Positions irréconciliables
Dans ces conditions, le scénario le plus probable est de voir la guerre perdurer, selon les deux spécialistes. D’autant plus que «la définition de l’objet même de la conférence pose problème», selon Thomas Pierret. «La Syrie et ses alliés envisagent une discussion purement technique (sur l’humanitaire, sur la libération de prisonniers, éventuellement sur des cessez-le-feu locaux) ou, dans le pire des cas, la mise en place d’un gouvernement de coalition où quelques membres de l’opposition seraient incorporés, mais en conservant Bachar al-Assad au pouvoir.»

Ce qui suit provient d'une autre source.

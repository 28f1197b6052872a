use std::fs;
use std::path::{Path, PathBuf};
use std::sync::Arc;

use anyhow::{Context, Result, bail};
use clap::{Parser, Subcommand};
use runway_engine::{InvocationEngine, ModelCatalog, ModelDescriptor, NodeDescription, Slot, UpdateOutcome, encode_value};
use runway_registry::{ModelsConfig, default_models_dir};
use runway_types::{EncodedImage, SlotValue};
use runway_util::expand_tilde;
use serde_json::{Map, Value};
use tracing::debug;
use tracing_subscriber::EnvFilter;

/// Inspect and query Runway models from the terminal.
#[derive(Parser, Debug)]
#[command(name = "runway", version, about)]
struct Cli {
    /// Directory holding hosted-models.txt and local-models.txt
    #[arg(long, global = true, value_name = "DIR")]
    models_dir: Option<PathBuf>,

    #[command(subcommand)]
    command: Command,
}

#[derive(Subcommand, Debug)]
enum Command {
    /// List configured models
    List,
    /// Resolve a model and print its inputs and outputs
    Info {
        /// Full identifier or short name
        model: String,
    },
    /// Run a model once with the given inputs
    Query {
        /// Full identifier or short name
        model: String,
        /// Assign an input, parsed according to its type
        #[arg(long = "set", value_name = "NAME=VALUE")]
        values: Vec<String>,
        /// Assign an image input from a file
        #[arg(long = "image", value_name = "NAME=PATH")]
        images: Vec<String>,
        /// Write image outputs here as <name>.jpg
        #[arg(long, value_name = "DIR")]
        out_dir: Option<PathBuf>,
    },
    /// Open a hosted model's dashboard page in the browser
    Open {
        /// Full identifier or short name
        model: String,
    },
}

fn main() -> Result<()> {
    init_tracing();
    let cli = Cli::parse();

    let directory = cli
        .models_dir
        .as_deref()
        .map(|dir| expand_tilde(&dir.to_string_lossy()))
        .unwrap_or_else(default_models_dir);
    let catalog = ModelCatalog::load(ModelsConfig::new(directory.clone()))
        .with_context(|| format!("failed to load model lists from {}", directory.display()))?;
    debug!(directory = %directory.display(), models = catalog.len(), "catalog ready");

    match cli.command {
        Command::List => list(&catalog, &directory),
        Command::Info { model } => info(find(&catalog, &model)?),
        Command::Query {
            model,
            values,
            images,
            out_dir,
        } => query(find(&catalog, &model)?, &values, &images, out_dir.as_deref()),
        Command::Open { model } => open_dashboard(find(&catalog, &model)?),
    }
}

fn init_tracing() {
    let _ = tracing_subscriber::fmt()
        .with_env_filter(log_filter())
        .with_writer(std::io::stderr)
        .try_init();
}

/// `RUST_LOG` when set and valid, `info` otherwise.
fn log_filter() -> EnvFilter {
    EnvFilter::try_from_default_env().unwrap_or_else(|_| EnvFilter::new("info"))
}

fn find<'a>(catalog: &'a ModelCatalog, name: &str) -> Result<&'a Arc<ModelDescriptor>> {
    catalog
        .find(name)
        .with_context(|| format!("no configured model named '{name}'"))
}

fn list(catalog: &ModelCatalog, directory: &Path) -> Result<()> {
    if catalog.is_empty() {
        println!("No models configured in {}", directory.display());
        return Ok(());
    }
    for model in catalog.models() {
        println!("{:<7} {:<32} {}", model.kind().label(), model.full_identifier(), model.base_url());
    }
    Ok(())
}

fn info(model: &ModelDescriptor) -> Result<()> {
    model.resolve();
    print_node(&model.describe());
    Ok(())
}

fn print_node(node: &NodeDescription) {
    println!("{} [{}]", node.name, node.category);
    if let Some(summary) = &node.summary {
        println!("{summary}");
    }
    for (heading, pins) in [("Inputs", &node.inputs), ("Outputs", &node.outputs)] {
        println!("\n{heading}:");
        if pins.is_empty() {
            println!("  (none)");
        }
        for pin in pins {
            println!("  {pin}");
            for line in pin.description.lines().filter(|line| !line.trim().is_empty()) {
                println!("      {line}");
            }
        }
    }
    for message in &node.messages {
        println!("\n{:?}: {}", message.severity, message.message);
    }
    if let Some(url) = &node.dashboard_url {
        println!("\nDashboard: {url}");
    }
}

fn query(model: &Arc<ModelDescriptor>, values: &[String], images: &[String], out_dir: Option<&Path>) -> Result<()> {
    let mut engine = InvocationEngine::new(Arc::clone(model));
    if engine.inputs().is_empty() {
        let reason = model
            .messages()
            .into_iter()
            .map(|message| message.message)
            .next()
            .unwrap_or_else(|| "its schema could not be resolved; rerun with RUST_LOG=debug for details".into());
        bail!("cannot query '{}': {reason}", model.full_identifier());
    }

    for assignment in values {
        let (name, raw) = split_assignment(assignment)?;
        let slot = engine
            .input(name)
            .with_context(|| format!("model has no input named '{name}'"))?;
        let value = SlotValue::parse(slot.semantic_type(), raw)?;
        engine.set_input(name, value)?;
    }
    for assignment in images {
        let (name, path) = split_assignment(assignment)?;
        let path = expand_tilde(path);
        let image = EncodedImage::open(&path).with_context(|| format!("failed to read image {}", path.display()))?;
        engine.set_input(name, SlotValue::Image(Some(image)))?;
    }

    engine.set_query(true)?;
    match engine.update()? {
        UpdateOutcome::Updated => {}
        UpdateOutcome::Skipped => {
            println!("Model returned no value");
            return Ok(());
        }
        UpdateOutcome::Idle => bail!("model has no inputs to send"),
    }

    if let Some(dir) = out_dir {
        fs::create_dir_all(dir).with_context(|| format!("failed to create {}", dir.display()))?;
    }
    let mut printed = Map::new();
    for slot in engine.outputs() {
        printed.insert(slot.original_name().to_string(), render_output(slot, out_dir)?);
    }
    println!("{}", serde_json::to_string_pretty(&Value::Object(printed))?);
    Ok(())
}

fn split_assignment(assignment: &str) -> Result<(&str, &str)> {
    match assignment.split_once('=') {
        Some((name, value)) if !name.trim().is_empty() => Ok((name.trim(), value)),
        _ => bail!("expected NAME=VALUE, got '{assignment}'"),
    }
}

fn render_output(slot: &Slot, out_dir: Option<&Path>) -> Result<Value> {
    let SlotValue::Image(image) = slot.value() else {
        return Ok(encode_value(slot.original_name(), slot.value())?);
    };
    let Some(image) = image else {
        return Ok(Value::Null);
    };
    let Some(dir) = out_dir else {
        return Ok(Value::String(slot.value().to_string()));
    };
    let path = dir.join(format!("{}.jpg", slot.original_name()));
    fs::write(&path, image.as_bytes()).with_context(|| format!("failed to write {}", path.display()))?;
    Ok(Value::String(path.display().to_string()))
}

fn open_dashboard(model: &ModelDescriptor) -> Result<()> {
    if !model.open_editor().context("failed to open the browser")? {
        bail!("'{}' is a local model and has no dashboard page", model.full_identifier());
    }
    Ok(())
}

Russie et Syrie n’ont en effet jamais accepté que l’idée contenue dans le communiqué final de Genève I, la création d’une autorité exécutive incluant des membres du régime et de l’opposition, signifiait la mise sur la touche de fait de Bachar al-Assad. «Il n’y a pas de volonté de changement de structure du régime, ce qui est en totale contradiction avec ce que souhaitent l’opposition et les Occidentaux, Etats-Unis en tête». Et «la référence explicite de Bachar à sa vraisemblable candidature à un nouveau mandat ruine à l’avance toute possibilité de réel progrès», ajoute François Burgat. Des positions irréconciliables qui lui font dire que «la montagne devrait accoucher d’une souris, sans doute quelques concessions sur la mise en place de corridors humanitaires».
Même analyse pour Thomas Pierret, qui craint pour sa part que «les Etats-Unis, qui arrivent avec Genève I comme barème mais souhaitent que quelque chose sorte de cette conférence, soient prêts à brader un accord, voire à accepter des conditions bien en-deçà de Genève I. Ce qui signifierait l’échec de Genève II.»